Stored items:
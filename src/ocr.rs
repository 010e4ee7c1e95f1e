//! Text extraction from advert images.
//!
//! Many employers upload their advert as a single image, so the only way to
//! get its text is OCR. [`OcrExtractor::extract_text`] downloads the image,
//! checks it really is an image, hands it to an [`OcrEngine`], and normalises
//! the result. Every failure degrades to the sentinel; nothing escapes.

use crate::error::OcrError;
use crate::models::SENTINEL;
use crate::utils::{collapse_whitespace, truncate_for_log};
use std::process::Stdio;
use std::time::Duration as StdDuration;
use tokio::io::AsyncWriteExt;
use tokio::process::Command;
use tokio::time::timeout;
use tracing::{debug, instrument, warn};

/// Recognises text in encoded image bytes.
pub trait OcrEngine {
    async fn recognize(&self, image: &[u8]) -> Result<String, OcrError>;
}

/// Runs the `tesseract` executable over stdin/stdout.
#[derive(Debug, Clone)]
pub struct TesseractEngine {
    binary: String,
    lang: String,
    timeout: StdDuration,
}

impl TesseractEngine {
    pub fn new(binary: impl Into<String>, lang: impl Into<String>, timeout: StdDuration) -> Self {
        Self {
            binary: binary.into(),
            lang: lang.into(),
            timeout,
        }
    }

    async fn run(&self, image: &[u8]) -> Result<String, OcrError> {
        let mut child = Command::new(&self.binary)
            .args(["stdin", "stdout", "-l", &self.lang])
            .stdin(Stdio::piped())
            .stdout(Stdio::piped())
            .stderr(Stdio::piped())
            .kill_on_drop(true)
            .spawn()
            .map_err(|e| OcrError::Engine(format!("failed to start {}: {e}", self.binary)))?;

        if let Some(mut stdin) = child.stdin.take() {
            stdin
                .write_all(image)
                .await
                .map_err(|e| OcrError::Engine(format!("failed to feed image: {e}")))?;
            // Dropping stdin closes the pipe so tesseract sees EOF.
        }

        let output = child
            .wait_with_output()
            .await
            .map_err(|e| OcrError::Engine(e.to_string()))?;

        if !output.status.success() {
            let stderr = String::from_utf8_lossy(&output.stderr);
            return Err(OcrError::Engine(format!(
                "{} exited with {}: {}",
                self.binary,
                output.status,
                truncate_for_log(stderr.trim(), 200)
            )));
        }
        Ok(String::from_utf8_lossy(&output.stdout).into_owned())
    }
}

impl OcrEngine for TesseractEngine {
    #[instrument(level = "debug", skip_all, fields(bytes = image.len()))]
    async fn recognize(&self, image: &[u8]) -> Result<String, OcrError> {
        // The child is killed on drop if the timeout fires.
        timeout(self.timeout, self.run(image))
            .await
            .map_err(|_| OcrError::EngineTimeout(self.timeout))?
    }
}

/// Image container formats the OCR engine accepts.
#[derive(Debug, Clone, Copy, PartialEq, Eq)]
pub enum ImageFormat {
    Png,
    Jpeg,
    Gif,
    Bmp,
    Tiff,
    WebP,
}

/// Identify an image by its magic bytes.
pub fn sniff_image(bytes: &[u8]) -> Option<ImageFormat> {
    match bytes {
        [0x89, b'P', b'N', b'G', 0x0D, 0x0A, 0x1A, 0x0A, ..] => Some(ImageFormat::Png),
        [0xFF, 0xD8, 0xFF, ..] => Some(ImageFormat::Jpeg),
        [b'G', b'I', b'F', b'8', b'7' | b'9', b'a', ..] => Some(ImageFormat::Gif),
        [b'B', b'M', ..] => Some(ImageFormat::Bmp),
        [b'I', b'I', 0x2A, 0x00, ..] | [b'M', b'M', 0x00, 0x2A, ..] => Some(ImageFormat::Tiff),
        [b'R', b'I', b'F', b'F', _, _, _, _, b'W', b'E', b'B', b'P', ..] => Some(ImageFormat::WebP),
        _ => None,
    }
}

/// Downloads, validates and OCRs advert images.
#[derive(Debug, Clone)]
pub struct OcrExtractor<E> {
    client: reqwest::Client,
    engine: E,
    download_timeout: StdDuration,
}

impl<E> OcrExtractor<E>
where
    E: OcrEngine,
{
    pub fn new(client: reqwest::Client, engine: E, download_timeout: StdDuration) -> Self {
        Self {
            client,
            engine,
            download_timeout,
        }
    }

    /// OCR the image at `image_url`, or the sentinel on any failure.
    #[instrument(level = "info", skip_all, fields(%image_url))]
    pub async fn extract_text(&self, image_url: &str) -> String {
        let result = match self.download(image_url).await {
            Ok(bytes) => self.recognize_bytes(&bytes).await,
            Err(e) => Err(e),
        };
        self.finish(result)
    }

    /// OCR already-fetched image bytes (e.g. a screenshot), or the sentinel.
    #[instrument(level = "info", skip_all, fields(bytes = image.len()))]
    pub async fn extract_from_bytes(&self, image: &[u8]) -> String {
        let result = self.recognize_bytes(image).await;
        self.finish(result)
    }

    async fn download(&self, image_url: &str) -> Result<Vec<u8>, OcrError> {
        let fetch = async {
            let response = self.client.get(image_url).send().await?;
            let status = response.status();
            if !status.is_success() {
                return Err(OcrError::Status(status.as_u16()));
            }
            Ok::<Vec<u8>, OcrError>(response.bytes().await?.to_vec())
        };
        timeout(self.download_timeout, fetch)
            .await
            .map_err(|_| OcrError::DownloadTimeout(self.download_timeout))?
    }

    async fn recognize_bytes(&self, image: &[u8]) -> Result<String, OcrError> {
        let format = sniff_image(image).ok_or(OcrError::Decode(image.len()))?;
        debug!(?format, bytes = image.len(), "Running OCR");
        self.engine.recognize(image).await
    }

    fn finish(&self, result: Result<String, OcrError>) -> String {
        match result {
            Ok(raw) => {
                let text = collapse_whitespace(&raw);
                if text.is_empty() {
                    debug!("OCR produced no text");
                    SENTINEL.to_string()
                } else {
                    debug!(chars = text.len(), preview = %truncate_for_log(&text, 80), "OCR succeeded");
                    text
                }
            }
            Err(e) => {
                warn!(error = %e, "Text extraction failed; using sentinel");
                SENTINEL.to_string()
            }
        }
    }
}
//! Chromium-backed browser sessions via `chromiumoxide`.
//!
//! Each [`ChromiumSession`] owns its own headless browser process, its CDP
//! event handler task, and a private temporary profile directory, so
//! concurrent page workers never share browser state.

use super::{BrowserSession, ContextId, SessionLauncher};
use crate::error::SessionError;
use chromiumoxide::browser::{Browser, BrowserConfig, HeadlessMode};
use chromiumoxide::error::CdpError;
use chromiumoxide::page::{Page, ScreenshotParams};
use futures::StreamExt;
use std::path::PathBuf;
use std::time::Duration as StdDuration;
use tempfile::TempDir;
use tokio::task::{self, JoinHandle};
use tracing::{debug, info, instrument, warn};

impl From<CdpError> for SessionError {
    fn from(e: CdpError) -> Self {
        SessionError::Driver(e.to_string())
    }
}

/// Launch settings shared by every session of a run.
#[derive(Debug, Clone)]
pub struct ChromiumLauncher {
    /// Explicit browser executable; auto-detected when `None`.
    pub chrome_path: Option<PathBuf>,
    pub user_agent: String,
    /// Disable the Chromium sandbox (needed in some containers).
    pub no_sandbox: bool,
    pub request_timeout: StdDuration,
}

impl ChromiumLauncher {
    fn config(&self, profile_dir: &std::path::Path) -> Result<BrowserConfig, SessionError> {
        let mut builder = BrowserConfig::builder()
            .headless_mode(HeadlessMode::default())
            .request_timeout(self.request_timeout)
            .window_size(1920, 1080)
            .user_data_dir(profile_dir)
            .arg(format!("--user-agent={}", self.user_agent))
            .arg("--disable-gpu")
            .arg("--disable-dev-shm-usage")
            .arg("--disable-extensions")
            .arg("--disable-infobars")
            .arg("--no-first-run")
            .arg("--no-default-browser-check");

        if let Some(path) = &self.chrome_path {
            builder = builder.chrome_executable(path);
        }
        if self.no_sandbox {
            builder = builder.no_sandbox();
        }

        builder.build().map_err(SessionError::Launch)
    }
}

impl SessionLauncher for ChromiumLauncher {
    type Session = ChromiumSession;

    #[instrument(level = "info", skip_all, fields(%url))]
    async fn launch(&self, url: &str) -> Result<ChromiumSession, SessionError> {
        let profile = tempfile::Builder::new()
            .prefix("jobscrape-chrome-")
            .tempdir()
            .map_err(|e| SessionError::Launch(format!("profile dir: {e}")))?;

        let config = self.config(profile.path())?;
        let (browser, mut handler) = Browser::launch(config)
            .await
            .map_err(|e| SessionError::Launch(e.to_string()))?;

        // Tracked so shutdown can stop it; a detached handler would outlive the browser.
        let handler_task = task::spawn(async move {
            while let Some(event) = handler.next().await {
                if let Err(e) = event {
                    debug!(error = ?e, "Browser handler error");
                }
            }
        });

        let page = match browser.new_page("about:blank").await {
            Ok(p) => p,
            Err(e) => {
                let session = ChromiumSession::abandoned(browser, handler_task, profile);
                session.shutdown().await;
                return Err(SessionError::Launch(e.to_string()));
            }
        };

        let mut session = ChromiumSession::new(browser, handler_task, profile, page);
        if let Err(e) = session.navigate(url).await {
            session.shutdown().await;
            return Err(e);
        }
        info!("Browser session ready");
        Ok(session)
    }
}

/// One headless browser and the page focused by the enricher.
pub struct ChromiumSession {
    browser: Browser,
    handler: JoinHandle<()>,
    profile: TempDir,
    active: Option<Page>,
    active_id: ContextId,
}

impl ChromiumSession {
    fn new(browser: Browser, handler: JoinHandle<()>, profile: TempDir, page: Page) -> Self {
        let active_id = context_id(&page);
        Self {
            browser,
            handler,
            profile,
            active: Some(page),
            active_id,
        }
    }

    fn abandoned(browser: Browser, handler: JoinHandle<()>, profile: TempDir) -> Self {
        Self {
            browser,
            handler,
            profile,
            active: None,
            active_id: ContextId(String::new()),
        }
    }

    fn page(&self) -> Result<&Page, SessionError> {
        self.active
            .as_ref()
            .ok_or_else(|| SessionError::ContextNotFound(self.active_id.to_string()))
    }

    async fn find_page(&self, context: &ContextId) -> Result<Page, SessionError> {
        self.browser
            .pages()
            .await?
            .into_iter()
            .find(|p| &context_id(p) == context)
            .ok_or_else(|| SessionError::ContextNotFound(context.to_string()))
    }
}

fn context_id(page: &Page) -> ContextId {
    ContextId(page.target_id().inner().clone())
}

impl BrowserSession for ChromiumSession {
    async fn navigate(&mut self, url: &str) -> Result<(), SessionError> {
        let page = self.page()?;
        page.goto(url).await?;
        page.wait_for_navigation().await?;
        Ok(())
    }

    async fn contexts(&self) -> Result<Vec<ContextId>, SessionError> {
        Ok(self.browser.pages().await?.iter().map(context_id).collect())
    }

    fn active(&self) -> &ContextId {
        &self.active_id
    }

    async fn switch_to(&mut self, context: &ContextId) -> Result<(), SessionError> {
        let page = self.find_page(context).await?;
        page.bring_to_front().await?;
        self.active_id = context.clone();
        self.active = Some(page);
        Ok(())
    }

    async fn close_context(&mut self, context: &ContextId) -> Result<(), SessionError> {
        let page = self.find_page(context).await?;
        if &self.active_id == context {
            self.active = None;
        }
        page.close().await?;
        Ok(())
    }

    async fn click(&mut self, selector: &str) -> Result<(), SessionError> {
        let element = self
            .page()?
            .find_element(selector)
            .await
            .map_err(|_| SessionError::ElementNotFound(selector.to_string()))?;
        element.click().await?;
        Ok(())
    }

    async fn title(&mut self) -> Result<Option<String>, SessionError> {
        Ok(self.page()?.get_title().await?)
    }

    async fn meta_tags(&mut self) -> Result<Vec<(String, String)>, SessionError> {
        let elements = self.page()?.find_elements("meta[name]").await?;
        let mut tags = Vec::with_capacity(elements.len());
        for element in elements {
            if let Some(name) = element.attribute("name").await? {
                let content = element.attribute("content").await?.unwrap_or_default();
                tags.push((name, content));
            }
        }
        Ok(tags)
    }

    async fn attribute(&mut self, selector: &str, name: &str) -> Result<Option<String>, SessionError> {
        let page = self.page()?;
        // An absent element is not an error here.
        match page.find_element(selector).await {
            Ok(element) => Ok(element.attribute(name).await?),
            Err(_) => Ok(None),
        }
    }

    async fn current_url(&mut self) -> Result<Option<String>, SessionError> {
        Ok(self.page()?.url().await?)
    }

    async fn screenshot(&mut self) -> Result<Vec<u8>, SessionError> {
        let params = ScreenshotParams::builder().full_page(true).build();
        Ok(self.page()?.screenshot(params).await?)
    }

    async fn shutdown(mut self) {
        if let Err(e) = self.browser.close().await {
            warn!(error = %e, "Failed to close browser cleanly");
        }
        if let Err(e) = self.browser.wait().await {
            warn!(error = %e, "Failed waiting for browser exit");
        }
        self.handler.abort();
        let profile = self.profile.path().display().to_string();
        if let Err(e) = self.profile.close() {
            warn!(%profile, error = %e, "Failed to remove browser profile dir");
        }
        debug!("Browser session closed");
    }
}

**WHAT IS BEING ASKED**
Would you output, unchanged, each line from the start of the records to the line that holds "sentinel; nothing escapes.", both included and nothing else?

**RESPONSE**
filename src/ocr.rs
repository 010e4ee7c1e95f1e
//! Text extraction from advert images.
//!
//! Many employers upload their advert as a single image, so the only way to
//! get its text is OCR. [`OcrExtractor::extract_text`] downloads the image,
//! checks it really is an image, hands it to an [`OcrEngine`], and normalises
//! the result. Every failure degrades to the sentinel; nothing escapes.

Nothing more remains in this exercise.